Testimonials

Lorna Simmons assisted me at a time when I could not find a way forward in my present life. By enabling me to access an immediate past life, I was able to understand the incomplete issues arising from that life, and to see clearly the tasks I have undertaken in this current life. Seeing these themes gave me an ‘eagle perspective’ on my current life. I was able to soar above what is real to me at present, to view my current life as just another of the world’s many illusions. As a result, I have a greater freedom about how I choose to live my life. I am grateful to Lorna for her professional approach, her clarity around past life regression, and her ability to assist me to find a way forward. Christine, Brisbane.

Disclaimer: Actual results may vary from person to person and we do not make any guarantees that you will get the same results as our clients who voluntarily provided Testimonials.

During the past life regression session with Lorna, i was training to be a healer and i guess this just cemented some of the things i now do. By the way, i looked up the details and area where i lived in the past life on the net and they seemed very genuine. I think you are doing a great job. I still hand out Michael Newtons books all the time. I just know that your work is very useful…. Cheers, Morna, Vic.

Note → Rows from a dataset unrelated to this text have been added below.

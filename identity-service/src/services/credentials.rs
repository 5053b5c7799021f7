use async_trait::async_trait;
use chrono::Utc;
use service_core::error::AppError;
use std::sync::Mutex;
use uuid::Uuid;

use crate::models::{EndUser, OtpCode};

/// Persistence surface for end-user accounts and their verification OTPs.
///
/// Emails are matched case-insensitively; callers pass them through
/// unchanged and the store normalizes.
#[async_trait]
pub trait CredentialStore: Send + Sync {
    async fn find_by_email(
        &self,
        project_id: Uuid,
        email: &str,
    ) -> Result<Option<EndUser>, AppError>;

    async fn find_by_id(&self, user_id: Uuid) -> Result<Option<EndUser>, AppError>;

    /// Lookup by the identity a federated provider asserts.
    async fn find_by_provider_identity(
        &self,
        project_id: Uuid,
        provider: &str,
        provider_user_id: &str,
    ) -> Result<Option<EndUser>, AppError>;

    async fn username_taken(&self, project_id: Uuid, username: &str) -> Result<bool, AppError>;

    /// Insert a new account. Duplicate email within the project maps to
    /// `AppError::Conflict`.
    async fn insert_user(&self, user: &EndUser) -> Result<(), AppError>;

    async fn mark_verified(&self, user_id: Uuid) -> Result<(), AppError>;

    /// Refresh mutable profile fields on federated re-login.
    async fn update_avatar(&self, user_id: Uuid, avatar_url: Option<&str>)
        -> Result<(), AppError>;

    async fn insert_otp(&self, otp: &OtpCode) -> Result<(), AppError>;

    /// Most recently issued unconsumed OTP for this address, if any.
    async fn find_latest_otp(
        &self,
        project_id: Uuid,
        email: &str,
    ) -> Result<Option<OtpCode>, AppError>;

    async fn record_otp_attempt(&self, otp_id: Uuid) -> Result<(), AppError>;

    async fn consume_otp(&self, otp_id: Uuid) -> Result<(), AppError>;

    /// Consume every outstanding OTP for the address. Called before a
    /// fresh code is issued so only one code is ever redeemable.
    async fn invalidate_otps(&self, project_id: Uuid, email: &str) -> Result<(), AppError>;
}

/// In-memory credential store for tests.
#[derive(Default)]
pub struct MemoryCredentialStore {
    users: Mutex<Vec<EndUser>>,
    otps: Mutex<Vec<OtpCode>>,
}

impl MemoryCredentialStore {
    pub fn new() -> Self {
        Self::default()
    }

    fn lock_users(&self) -> Result<std::sync::MutexGuard<'_, Vec<EndUser>>, AppError> {
        self.users
            .lock()
            .map_err(|e| AppError::InternalError(anyhow::anyhow!("user store poisoned: {}", e)))
    }

    fn lock_otps(&self) -> Result<std::sync::MutexGuard<'_, Vec<OtpCode>>, AppError> {
        self.otps
            .lock()
            .map_err(|e| AppError::InternalError(anyhow::anyhow!("otp store poisoned: {}", e)))
    }
}

#[async_trait]
impl CredentialStore for MemoryCredentialStore {
    async fn find_by_email(
        &self,
        project_id: Uuid,
        email: &str,
    ) -> Result<Option<EndUser>, AppError> {
        let users = self.lock_users()?;
        Ok(users
            .iter()
            .find(|u| u.project_id == project_id && u.email.eq_ignore_ascii_case(email))
            .cloned())
    }

    async fn find_by_id(&self, user_id: Uuid) -> Result<Option<EndUser>, AppError> {
        let users = self.lock_users()?;
        Ok(users.iter().find(|u| u.user_id == user_id).cloned())
    }

    async fn find_by_provider_identity(
        &self,
        project_id: Uuid,
        provider: &str,
        provider_user_id: &str,
    ) -> Result<Option<EndUser>, AppError> {
        let users = self.lock_users()?;
        Ok(users
            .iter()
            .find(|u| {
                u.project_id == project_id
                    && u.provider == provider
                    && u.provider_user_id.as_deref() == Some(provider_user_id)
            })
            .cloned())
    }

    async fn username_taken(&self, project_id: Uuid, username: &str) -> Result<bool, AppError> {
        let users = self.lock_users()?;
        Ok(users
            .iter()
            .any(|u| u.project_id == project_id && u.username == username))
    }

    async fn insert_user(&self, user: &EndUser) -> Result<(), AppError> {
        let mut users = self.lock_users()?;
        if users
            .iter()
            .any(|u| u.project_id == user.project_id && u.email.eq_ignore_ascii_case(&user.email))
        {
            return Err(AppError::Conflict(anyhow::anyhow!(
                "email already registered for this project"
            )));
        }
        users.push(user.clone());
        Ok(())
    }

    async fn mark_verified(&self, user_id: Uuid) -> Result<(), AppError> {
        let mut users = self.lock_users()?;
        if let Some(user) = users.iter_mut().find(|u| u.user_id == user_id) {
            user.is_verified = true;
            user.updated_utc = Utc::now();
        }
        Ok(())
    }

    async fn update_avatar(
        &self,
        user_id: Uuid,
        avatar_url: Option<&str>,
    ) -> Result<(), AppError> {
        let mut users = self.lock_users()?;
        if let Some(user) = users.iter_mut().find(|u| u.user_id == user_id) {
            user.avatar_url = avatar_url.map(|s| s.to_string());
            user.updated_utc = Utc::now();
        }
        Ok(())
    }

    async fn insert_otp(&self, otp: &OtpCode) -> Result<(), AppError> {
        let mut otps = self.lock_otps()?;
        otps.push(otp.clone());
        Ok(())
    }

    async fn find_latest_otp(
        &self,
        project_id: Uuid,
        email: &str,
    ) -> Result<Option<OtpCode>, AppError> {
        let otps = self.lock_otps()?;
        Ok(otps
            .iter()
            .filter(|o| {
                o.project_id == project_id
                    && o.email.eq_ignore_ascii_case(email)
                    && !o.is_consumed()
            })
            .max_by_key(|o| o.created_utc)
            .cloned())
    }

    async fn record_otp_attempt(&self, otp_id: Uuid) -> Result<(), AppError> {
        let mut otps = self.lock_otps()?;
        if let Some(otp) = otps.iter_mut().find(|o| o.otp_id == otp_id) {
            otp.attempt_count += 1;
        }
        Ok(())
    }

    async fn consume_otp(&self, otp_id: Uuid) -> Result<(), AppError> {
        let mut otps = self.lock_otps()?;
        if let Some(otp) = otps.iter_mut().find(|o| o.otp_id == otp_id) {
            otp.consumed_utc = Some(Utc::now());
        }
        Ok(())
    }

    async fn invalidate_otps(&self, project_id: Uuid, email: &str) -> Result<(), AppError> {
        let mut otps = self.lock_otps()?;
        for otp in otps
            .iter_mut()
            .filter(|o| o.project_id == project_id && o.email.eq_ignore_ascii_case(email))
        {
            if otp.consumed_utc.is_none() {
                otp.consumed_utc = Some(Utc::now());
            }
        }
        Ok(())
    }
}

Below is an interesting and detailed account of one of my clients LBL sessions…if your thinking of doing an LBL you need to read this…
I had three life themes that have challenged me since I was a teenager: not knowing what I wanted to do with my life; being stuck in financial survival mode; and relentless fatigue. I’ve felt unhappy and unfulfilled and incredibly blocked, and have sought answers through self help books, meditation, journaling, seeing doctors about my fatigue, and clairvoyants to give me hope that things would change – that there was something more exciting to I could look forward to than the drudgery of my day to day life. It wasn’t as though I was sitting around waiting for something to happen, though. I explored different jobs, went to University, became an advertising copywriter, and taught English overseas, yet my restless unhappiness followed me everywhere. I kept thinking, “This isn’t it – this isn’t the thing I’m meant to be doing, the thing that will bring me joy.” No job fulfilled the yearning in my heart. No choice I made eased the financial limitations I had unconsciously created. Those heavy blocks didn’t budge! How I envied a dear friend who knew what she wanted to do with her life when she was just 6 years old! Her calling was always clear; it came from within. Why didn’t I know what my calling was? Oh, the frustration of not knowing! And then of making so many choices that only added to my unhappiness.
I first heard of past life and life-between-lives regression while living in Chile. A pioneering author on the subject, Brian Weiss’, MD, is very popular over there. I read one of his books and was thrilled. Here was a chance for me to communicate with my higher self – my true self – directly, not to mention my guide, spiritual elders, and any Master I might happen to meet. This was the first time I had ever been hypnotised. Lorna began by taking me back through happy childhood memories of this life, then briefly through a past life to the moment my soul left my body at death, and then on my soul’s journey to my life-between-lives.
I saw my past life as a series of visual impressions that took me a little while to trust. I didn’t glean the incredible detail that many people do – some of Lorna’s clients have been able to find actual historical records of the life they remembered! But then I confess I was impatient to reach my life-between-lives – and, oh, what a wonderful experience. I saw and felt things in vivid detail. Such peace, love, freedom and joy… a sense of being the real me, free from my self-created dramas…all the things I’d been seeking here were there!
In soul state, I saw myself and the beings I met as shining light. I was thrilled to be accompanied by my loving guide. (It now seems silly to have searched for my guide here when we have known each other forever!) We moved into a garden where other radiant beings awaited. They encircled me and sent me healing rainbow light. We then embraced like old friends – we were old friends! And I sensed that I, too, was one who transmitted healing rainbow light. This was a role we shared. I learned my soul name – Aia. (I am Aia, I am Aia! Simply repeating this now reconnects me with the peaceful freedom of my life between lives and opens me up to receiving rainbow light.)
When I was ready, my guide accompanied me to meet the Elders – that’s the name I called them under hypnosis. Five of them stood before me in an arc, radiating gentle strength and infinite wisdom. I wasn’t afraid or awed, but both joyful and reverent in their presence. I felt their love for me. Together, we acknowledged that I had work to do to get Denise back on track.
Lorna asked me what my purpose was in this life, and my higher self responded that it was to convey new information to help co-create a peaceful, joyful world. Lorna asked why I was chosen for this role, and I replied that I had volunteered. I sensed that the information I was to convey was being transmitted on this rainbow light, and that there was a backlog waiting to be downloaded! I had the extraordinary experience of being aware of my soul / higher self there and my incarnation here. From my soul’s perspective, I saw myself, Denise, enveloped in an egg-shaped, grey cloud – a storm of self-created lack and limitation. The luminescent rainbow light being transmitted to me was deflecting right off my shell; it couldn’t get in. I was literally seeing my block! When Lorna asked me under hypnosis how I could remove this block, my higher self answered in essence, “By consciously receiving the rainbow light.”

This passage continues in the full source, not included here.